そして本件の利用形態は、(1) 鑑定証書へのコピー添付が対象作品を特定し、鑑定証書の偽造を防ぐためであるところ、カラーコピー添付には必要性も有用性も認められること、(2) 鑑定が適正に行われることは贋作を防ぐので著作権者の利益にもなること、以上の(1)(2)から引用の目的に本件が含まれること、(3) コピー部分のみが単独で流通することは考えられず、コピー添付の鑑定証書は対象絵画と一緒に保存されるので、その方法・態様としても社会通念上合理的な範囲にとどまること、(4) 著作権者側が経済的損失を被ることも考えられないこと、が認められる。

以上の3ないし4点を総合考慮すれば、「本件各鑑定証書を作製するに際して,その裏面に本件各コピーを添付したことは,著作物を引用して鑑定する方法ないし態様において,その鑑定に求められる公正な慣行に合致したものということができ,かつ,その引用の目的上でも,正当な範囲内のものであるということができる」と判断した。

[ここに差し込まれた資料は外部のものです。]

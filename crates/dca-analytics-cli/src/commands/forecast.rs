use clap::Args;
use serde_json::Value;

use dca_analytics_core::assumptions::DEFAULT_BENCHMARK;
use dca_analytics_core::forecast::{DEFAULT_CONFIDENCE, DEFAULT_PERIODS_AHEAD};
use dca_analytics_core::pipeline;

use super::simulate::{single_series, PriceArgs};

/// Arguments for the return trend forecast
#[derive(Args)]
pub struct ForecastArgs {
    #[command(flatten)]
    pub source: PriceArgs,

    /// Instrument to load from --data-dir
    #[arg(long, default_value = DEFAULT_BENCHMARK)]
    pub instrument: String,

    /// Number of periods to project
    #[arg(long, default_value_t = DEFAULT_PERIODS_AHEAD)]
    pub periods_ahead: usize,

    /// Two-sided confidence level for the interval (e.g. 0.95)
    #[arg(long, default_value_t = DEFAULT_CONFIDENCE)]
    pub confidence: f64,
}

pub fn run_forecast(args: ForecastArgs) -> Result<Value, Box<dyn std::error::Error>> {
    let prices = single_series(&args.source, &args.instrument)?;
    let output = pipeline::run_forecast(&prices, args.periods_ahead, args.confidence)?;
    Ok(serde_json::to_value(output)?)
}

なお、引用する側も著作物である必要はないとも判示している。

この事件、もともと公正な利用(フェアユース)として著作権者の同意を得ない複製が適法とされるかどうかが焦点であり、一般論としてのフェアユースを認めないまでも、明文上認められる例外規定の拡張解釈ないし類推解釈で適法と解されるかどうかが問題だった。


その意味で、引用概念を上記のような総合考慮の中で拡張した本判決は、著作権制限規定の類推ないし拡張解釈を通じて実質的にフェアユースを認めるに至った例と位置づけることが可能である。